Ce conte a été publié dans Le matin du 9 novembre 1921 1921 .

Il s’agit en fait d’une farce policière. Car il est question d’une intention de meurtre. Et seulement de l’intention. Mais c’est bourré d’humour, et ça vaut bien les cinq minutes de lecture que vous allez y consacrer.

— Cher maître, je voudrais tuer ma femme.

— Et moi, je voudrais bien retrouver ma plume, répliqua le célèbre avocat, en renversant sur le tapis vingt-trois dossiers de couleur différente.

— Cher maître, elle est derrière votre oreille.

— Votre femme ?

— Non, cher maître. Votre plume.

— Tardieu ! C’est pourtant vrai Je me demande quel est l’imbécile qui est allé la cacher dans cet endroit ridicule. Vous disiez donc, monsieur ?

— Je disais, maître, que je voudrais tuer ma femme.

— Voilà une excellente idée ! Et que reprochez-vous, monsieur, à cette exquise créature ?

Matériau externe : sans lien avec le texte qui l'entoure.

use clap::Parser;

pub mod global;
pub mod root_commands;
pub mod subcommands;

pub use global::{ColorMode, GlobalFlags, OutputFormat, ProgressMode};
pub use root_commands::Commands;

/// Top-level CLI parser for the `sophia` binary.
#[derive(Debug, Parser)]
#[command(
    name = "sophia",
    version,
    about = "Sophia - code snippets, LeetCode solutions, and AI-assisted search"
)]
pub struct Cli {
    #[command(subcommand)]
    pub command: Commands,

    /// Output format: json, table, raw
    #[arg(short, long, global = true, default_value = "json")]
    pub format: OutputFormat,

    /// Max results to return
    #[arg(short, long, global = true)]
    pub limit: Option<u32>,

    /// Quiet mode (suppress non-essential output)
    #[arg(short, long, global = true)]
    pub quiet: bool,

    /// Verbose mode (debug logging)
    #[arg(short, long, global = true)]
    pub verbose: bool,

    /// Color table output: auto, always, never
    #[arg(long, global = true, default_value = "auto")]
    pub color: ColorMode,

    /// Draw progress bars: auto, on, off
    #[arg(long, global = true, default_value = "auto")]
    pub progress: ProgressMode,
}

impl Cli {
    /// Extract ergonomic global flags struct for command handlers.
    #[must_use]
    pub const fn global_flags(&self) -> GlobalFlags {
        GlobalFlags {
            format: self.format,
            limit: self.limit,
            quiet: self.quiet,
            verbose: self.verbose,
            color: self.color,
            progress: self.progress,
        }
    }
}
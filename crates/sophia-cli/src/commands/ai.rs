use serde::Serialize;
use sophia_ai::TextGenerator;
use sophia_core::entities::{NewSnippet, Snippet, User};
use sophia_core::enums::Activity;
use sophia_core::validation::{self, MAX_TITLE_LEN};

use crate::cli::GlobalFlags;
use crate::cli::subcommands::{AiCommands, CodeSourceArgs, GenerateArgs};
use crate::commands::shared::embed::embed_if_configured;
use crate::commands::shared::input::read_code;
use crate::commands::shared::parse::parse_language;
use crate::commands::shared::rewards::Rewards;
use crate::context::AppContext;
use crate::output::output_with_text;
use crate::progress::Progress;

#[derive(Serialize)]
struct GenerateResponse {
    prompt: String,
    code: String,
    #[serde(skip_serializing_if = "Option::is_none")]
    saved: Option<Snippet>,
    #[serde(flatten)]
    rewards: Rewards,
}

#[derive(Serialize)]
struct ExplainResponse {
    explanation: String,
    #[serde(flatten)]
    rewards: Rewards,
}

#[derive(Serialize)]
struct TagsResponse {
    tags: Vec<String>,
    #[serde(flatten)]
    rewards: Rewards,
}

/// Handle `sophia ai`.
pub async fn handle(
    action: &AiCommands,
    ctx: &AppContext,
    user: &User,
    flags: &GlobalFlags,
) -> anyhow::Result<()> {
    match action {
        AiCommands::Generate(args) => generate(args, ctx, user, flags).await,
        AiCommands::Explain(source) => {
            let code = resolve_code(source, ctx, user).await?;
            let spinner = Progress::spinner("explaining code");
            let explanation = ctx.gemini()?.explain_code(&code).await;
            spinner.clear();
            let explanation = explanation?;

            let rewards: Rewards = ctx
                .service
                .record_activity(&user.id, Activity::AiExplanation, source.snippet.as_deref())
                .await?
                .into();
            output_with_text(
                &ExplainResponse {
                    rewards,
                    explanation: explanation.clone(),
                },
                &explanation,
                flags.format,
            )
        }
        AiCommands::Tags(source) => {
            let code = resolve_code(source, ctx, user).await?;
            let spinner = Progress::spinner("suggesting tags");
            let tags = ctx.gemini()?.suggest_tags(&code).await;
            spinner.clear();
            let tags = tags?;

            let rewards: Rewards = ctx
                .service
                .record_activity(&user.id, Activity::AiTagging, source.snippet.as_deref())
                .await?
                .into();
            let text = tags.join(", ");
            output_with_text(&TagsResponse { tags, rewards }, &text, flags.format)
        }
    }
}

async fn generate(
    args: &GenerateArgs,
    ctx: &AppContext,
    user: &User,
    flags: &GlobalFlags,
) -> anyhow::Result<()> {
    let prompt = validation::ai_prompt(&args.prompt)?;
    let language = parse_language(&args.language)?;
    let gemini = ctx.gemini()?;

    let spinner = Progress::spinner("generating code");
    let code = gemini.generate_code(&prompt).await;
    spinner.clear();
    let code = code?;

    let mut rewards = Rewards::from(
        ctx.service
            .record_activity(&user.id, Activity::AiGeneration, None)
            .await?,
    );

    let saved = if args.save {
        let (snippet, outcome) = ctx
            .service
            .create_snippet(
                &user.id,
                NewSnippet {
                    title: args.title.clone().unwrap_or_else(|| title_from_prompt(&prompt)),
                    code: code.clone(),
                    description: Some(prompt.clone()),
                    language,
                    tags: None,
                    collection_id: args.collection.clone(),
                },
            )
            .await?;
        rewards.add(outcome);
        Some(embed_if_configured(ctx, &user.id, snippet, &mut rewards).await)
    } else {
        None
    };

    let text = code.clone();
    output_with_text(
        &GenerateResponse {
            prompt,
            code,
            saved,
            rewards,
        },
        &text,
        flags.format,
    )
}

/// Code from the flags, or the code of a saved snippet.
async fn resolve_code(
    source: &CodeSourceArgs,
    ctx: &AppContext,
    user: &User,
) -> anyhow::Result<String> {
    if let Some(id) = source.snippet.as_deref() {
        return Ok(ctx.service.get_snippet(&user.id, id).await?.code);
    }
    read_code(source.code.as_deref(), source.code_file.as_deref())
}

/// First line of the prompt, cut to fit a snippet title.
fn title_from_prompt(prompt: &str) -> String {
    let line = prompt.lines().next().unwrap_or_default().trim();
    if line.chars().count() <= MAX_TITLE_LEN {
        return line.to_string();
    }
    let mut title = line.chars().take(MAX_TITLE_LEN - 1).collect::<String>();
    title.push('…');
    title
}
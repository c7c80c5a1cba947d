use serde::{Deserialize, Serialize};

/// One page of a paginated listing. Pages are 1-based.
#[derive(Debug, Clone, Serialize, Deserialize, PartialEq, Eq)]
pub struct Page<T> {
    pub items: Vec<T>,
    pub page: u32,
    pub per_page: u32,
    pub total: u64,
}

impl<T> Page<T> {
    #[must_use]
    pub fn total_pages(&self) -> u64 {
        if self.per_page == 0 {
            return 0;
        }
        self.total.div_ceil(u64::from(self.per_page))
    }

    #[must_use]
    pub fn has_next(&self) -> bool {
        u64::from(self.page) < self.total_pages()
    }

    #[must_use]
    pub const fn has_prev(&self) -> bool {
        self.page > 1
    }
}

#[cfg(test)]
mod tests {
    use super::*;

    fn page(page: u32, total: u64) -> Page<u8> {
        Page {
            items: vec![],
            page,
            per_page: 10,
            total,
        }
    }

    #[test]
    fn total_pages_rounds_up() {
        assert_eq!(page(1, 0).total_pages(), 0);
        assert_eq!(page(1, 10).total_pages(), 1);
        assert_eq!(page(1, 11).total_pages(), 2);
    }

    #[test]
    fn next_and_prev() {
        assert!(page(1, 25).has_next());
        assert!(!page(3, 25).has_next());
        assert!(!page(1, 25).has_prev());
        assert!(page(2, 25).has_prev());
    }
}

— Je crois vous l’avoir dit, maître : elle est ma femme !

— C’est juste. Je n’y pensais plus. Au reste, moi-même, je suis marié.

— Croyez, cher maître, que je prends part à votre malheur.

— Merci. Beaucoup de mes clients, monsieur, sont dans notre cas. Mais ils divorcent ; leurs femmes se remarient et c’est toujours à recommencer. Le divorce est une déplorable coutume. Il porte atteinte à l’intégrité de la famille, il fait naître entre les conjoints de cruels dissentiments, il est contraire à la morale et la religion le condamne.

— C’est pourquoi, cher maître, je voudrais tuer ma femme.

— Ce désir vous honore, monsieur, mais comment vous y prendrez-vous ?

— Ce sera un soir pareil aux autres soirs. Je l’abattrai d’un coup de revolver, pendant qu’elle priera, au pied de son grand lit.

— Ainsi, elle ira droit au ciel. Il est noble d’y avoir songé.

— Je n’y ai point songé et cela m’est indifférent. Le diable l’emporterait que je n’y verrais même que des avantages. Mais, toutes les nuits, tandis qu’elle fait sa prière, Clotilde — c’est mon épouse — gratte le tapis avec son orteil. Cela m’exaspère ! J’y résisterai peut-être encore trois jours, peut-être un mois, mais un soir, pan ! pan ! pan ! je n’y résisterai plus. Vous voyez, monsieur, que je suis calme.

— Ce sera un beau procès, et vous serez acquitté !

— J’y compte bien.

— Malheureusement, vous ferez plusieurs années de prison préventive, car la justice est lente. Elle est aveugle, mais elle est lente.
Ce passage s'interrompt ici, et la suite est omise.